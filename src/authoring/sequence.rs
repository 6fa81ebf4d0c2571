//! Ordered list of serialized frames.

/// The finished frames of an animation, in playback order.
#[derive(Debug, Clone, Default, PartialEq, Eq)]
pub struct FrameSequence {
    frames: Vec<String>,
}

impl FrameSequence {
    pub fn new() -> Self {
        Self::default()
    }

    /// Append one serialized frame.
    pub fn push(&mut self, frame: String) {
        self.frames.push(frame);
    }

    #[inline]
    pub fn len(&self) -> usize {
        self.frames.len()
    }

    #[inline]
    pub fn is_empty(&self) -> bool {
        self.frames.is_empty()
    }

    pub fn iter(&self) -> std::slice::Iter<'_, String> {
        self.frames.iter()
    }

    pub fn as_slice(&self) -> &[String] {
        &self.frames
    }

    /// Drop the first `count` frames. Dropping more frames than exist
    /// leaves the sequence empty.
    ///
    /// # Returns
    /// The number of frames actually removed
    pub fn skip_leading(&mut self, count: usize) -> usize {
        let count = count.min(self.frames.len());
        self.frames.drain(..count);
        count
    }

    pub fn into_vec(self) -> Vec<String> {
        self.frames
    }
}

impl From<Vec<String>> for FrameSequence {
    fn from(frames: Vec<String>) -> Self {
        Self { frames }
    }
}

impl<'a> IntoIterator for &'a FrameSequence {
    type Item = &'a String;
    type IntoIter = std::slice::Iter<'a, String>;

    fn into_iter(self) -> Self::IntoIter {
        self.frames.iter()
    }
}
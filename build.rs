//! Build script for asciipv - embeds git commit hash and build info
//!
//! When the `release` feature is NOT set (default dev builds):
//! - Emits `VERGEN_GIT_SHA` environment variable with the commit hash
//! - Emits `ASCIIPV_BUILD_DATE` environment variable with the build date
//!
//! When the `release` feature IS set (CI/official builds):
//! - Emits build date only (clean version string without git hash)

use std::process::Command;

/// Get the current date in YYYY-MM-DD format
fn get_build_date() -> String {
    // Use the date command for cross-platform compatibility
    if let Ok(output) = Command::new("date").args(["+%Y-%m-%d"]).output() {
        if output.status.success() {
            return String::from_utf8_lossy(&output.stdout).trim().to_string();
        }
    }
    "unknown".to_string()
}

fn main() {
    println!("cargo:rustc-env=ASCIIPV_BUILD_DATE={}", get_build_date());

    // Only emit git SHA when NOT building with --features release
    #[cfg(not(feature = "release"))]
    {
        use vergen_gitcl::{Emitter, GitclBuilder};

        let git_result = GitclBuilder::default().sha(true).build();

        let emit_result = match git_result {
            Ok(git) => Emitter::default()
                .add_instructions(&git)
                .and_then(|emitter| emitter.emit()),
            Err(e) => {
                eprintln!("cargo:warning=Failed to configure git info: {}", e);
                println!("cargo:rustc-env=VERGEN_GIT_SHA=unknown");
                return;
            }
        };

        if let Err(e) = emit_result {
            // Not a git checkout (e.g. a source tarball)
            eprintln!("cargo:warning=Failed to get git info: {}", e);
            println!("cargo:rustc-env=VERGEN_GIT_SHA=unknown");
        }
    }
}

• • • • •

Please give the number of lines in the listing above where "count" appears, and nothing else.

5